QUE SAIT-ON ? COMMENT LE SAIT-ON ?

Voilà bien deux questions qu'à de très fréquentes occasions chacun de nous pourrait et devrait sans doute se poser, ne serait-ce qu' à propos de multiples sujets quotidiens - sans pour autant oublier les « grands et éternels problèmes » de la vie. J'ai pourtant le sentiment qu'en général on se les pose de moins en moins de nos jours. Parfois même, dans les médias, même dans l'enseignement! , et peut-être surtout sur la toile d'internet, on ne se les pose plus du tout, noyés que tous nous sommes dans un déluge de prétendues « informations » qui ne nous laisse plus le temps de les examiner. Cela n'est-il pas l'habituel moyen - voulu ou non - de nous rendre ignorants et crédules et de faire de nous de nouveaux « moutons de Panurge » bien dociles voire stupides, prêts à suivre un possible prochain quoique quelconque « berger » ± autoritaire à la langue bien pendue, soi-disant omniscient et infaillible, qu'on laisserait penser à notre place et que l'on voudrait faire passer pour providentiel pour nous le faire accepter sans plus jamais devoir réfléchir par nous-mêmes?
(Think of and pay HEED to what is said above and BEWARE of the self-styled as well as of the self-elected know-all saviours, whomever they might happen to be and that you might meet!)

 

Une règle concise ("a pointed one-liner"), que paraît-il le Professeur P. R. McHugh recommandait à ses collaborateurs d'observer en priorité et de respecter en permanence, et qu'il aimait à rappeler dans son département de psychiatrie à l'Université Johns Hopkins à Baltimore, était formulée en ces termes: [contenant en sous-entendu: nous devons toujours nous poser ces deux questions conjointes ] "What do we know? How do we know it?" (c.- à d. Que savons-nous? et Comment le savons-nous?)
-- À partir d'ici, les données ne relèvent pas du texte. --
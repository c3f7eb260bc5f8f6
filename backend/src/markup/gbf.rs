//! GBF (General Bible Format) converter.
//!
//! GBF tags are case-significant two-letter codes: an uppercase second
//! letter opens (`<FI>`, `<WH1234>`), a lowercase one closes (`<Fi>`,
//! `<Wh>`). `<WH…>`/`<WG…>` carry Strong's numbers, `<WT…>` morphology,
//! `<RF>…<Rf>` footnotes (dropped) and `<RX>…<Rx>` cross-references
//! (dropped). Paired format codes unwrap.

use crate::types::ConversionResult;

use super::{decode_entities, tokenize, MarkupConverter, Token};

#[derive(Default)]
pub struct GbfConverter;

fn strongs_number(name: &str, prefix: char) -> Option<String> {
    let digits = name.strip_prefix('W')?.strip_prefix(prefix)?;
    if digits.is_empty() || !digits.chars().all(|c| c.is_ascii_digit()) {
        return None;
    }
    Some(format!("{}{}", prefix, digits))
}

impl MarkupConverter for GbfConverter {
    fn convert(&self, raw: &str) -> ConversionResult {
        let mut result = ConversionResult::default();
        let mut text = String::with_capacity(raw.len());
        let mut skip_depth: usize = 0;

        for token in tokenize(raw) {
            match token {
                Token::Text(s) => {
                    if skip_depth == 0 {
                        text.push_str(s);
                    }
                }
                Token::Tag(tag) => {
                    let name = tag.name();

                    // Footnotes and cross-references drop their content.
                    match name {
                        "RF" | "RX" => {
                            skip_depth += 1;
                            continue;
                        }
                        "Rf" | "Rx" => {
                            skip_depth = skip_depth.saturating_sub(1);
                            continue;
                        }
                        _ => {}
                    }
                    if skip_depth > 0 {
                        continue;
                    }

                    if let Some(number) =
                        strongs_number(name, 'H').or_else(|| strongs_number(name, 'G'))
                    {
                        result.strongs.push(number);
                        continue;
                    }

                    if let Some(code) = name.strip_prefix("WT") {
                        if !code.is_empty() {
                            result.morph.push(code.to_string());
                        }
                        continue;
                    }

                    // Format pairs (<FI><Fi>, <FR><Fr>, ...), word-tag
                    // closers (<Wh>, <Wg>, <Wt>) and milestones (<CM>,
                    // <CL>, <CI>) are void.
                }
            }
        }

        result.text = decode_entities(text);
        result
    }
}

#[cfg(test)]
mod tests {
    use super::*;

    fn convert(raw: &str) -> ConversionResult {
        GbfConverter.convert(raw)
    }

    #[test]
    fn plain_text_round_trips() {
        let input = "And the earth was without form, and void;";
        assert_eq!(convert(input).text, input);
    }

    #[test]
    fn strongs_words_feed_side_channel() {
        let input = "<WH7225>In the beginning<Wh> <WH430>God<Wh> created";
        let result = convert(input);
        assert_eq!(result.text, "In the beginning God created");
        assert_eq!(result.strongs, vec!["H7225", "H430"]);
    }

    #[test]
    fn greek_strongs_and_morphology() {
        let input = "<WG3056>Word<Wg><WTN-NSM>";
        let result = convert(input);
        assert_eq!(result.text, "Word");
        assert_eq!(result.strongs, vec!["G3056"]);
        assert_eq!(result.morph, vec!["N-NSM"]);
    }

    #[test]
    fn footnotes_are_dropped() {
        let input = "two tables of stone<RF>Heb. tables<Rf> written";
        assert_eq!(convert(input).text, "two tables of stone written");
    }

    #[test]
    fn format_codes_unwrap() {
        let input = "<FR>Verily I say unto you<Fr>, <FI>added words<Fi><CM>";
        assert_eq!(convert(input).text, "Verily I say unto you, added words");
    }

    #[test]
    fn malformed_word_tags_are_void_not_strongs() {
        let result = convert("<WHabc>text<Wh>");
        assert!(result.strongs.is_empty());
        assert_eq!(result.text, "text");
    }
}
C'est là, pour tout le personnel médical et soignant, l'injonction - tout à fait logique et très raisonnable - de s'assurer d'être toujours capable de distinguer ce que l'on sait « par un savoir établi empiriquement et régulièrement confirmé » de ce que parfois par contre « on croit savoir » mais qui, en réalité, n'est qu'opinion basée sur des croyances, sur des idées reçues, voire sur les superstitions régnantes ou prédominantes dans le grand public de son temps (ce que donc on ne sait pas vraiment mais qu'on invente pour se rassurer ou se tranquilliser).

C'est aussi une mise en garde contre les tentations, auxquelles certains (parmi lesquels même des psys!) auraient parfois du mal à résister et alors pourraient y céder sans en être toujours bien conscients eux-mêmes, de suppléer le véritable savoir psychiatrique scientifiquement bien établi, mais sans doute un peu court et encore trop limité, en acceptant et en prenant à leur compte des pseudo-explications « complémentaires » parfaitement fantaisistes, invérifiables et non fondées, issues non pas d'un savoir avéré mais de la seule imagination débridée de leurs auteurs.
Des affirmations de cette sorte sont malheureusement encore trop souvent assénées sur un ton péremptoire par des personnes jouissant pourtant d'une certaine notoriété et d'une réputation pouvant sembler tenir lieu d'autorité (bien qu'à des titres fort divers!) et parfois peut-être être créditées de certaines compétences dans le domaine des affections mentales.

Et en effet, il me semble que la discipline psychiatrie (c.-à d. plus exactement ses praticiens), de par les difficultés uniques propres aux particularités, elles aussi uniques, de la « matière et/ou matériau et de son/leur "produit émergeant" » qu'elle tente de traiter théoriquement et pratiquement (méthodologiquement: de l'esprit lié au cerveau), tout particulièrement la psychiatrie des « psychoses » ne dispose encore que d'un savoir toujours très incomplet. Les grands efforts d'imagination que certains de ses praticiens déploient dans l'espoir d'ainsi, commodément et par ce qui ne sont en fait que des expédients, combler les insuffisances et lacunes du savoir scientifique les exposent inévitablement à s'égarer trop facilement et trop fréquemment dans d'improbables et pour le moins peu crédibles dérives spéculatives, plus hypothétiques que réellement et solidement démontrées et étayables empiriquement.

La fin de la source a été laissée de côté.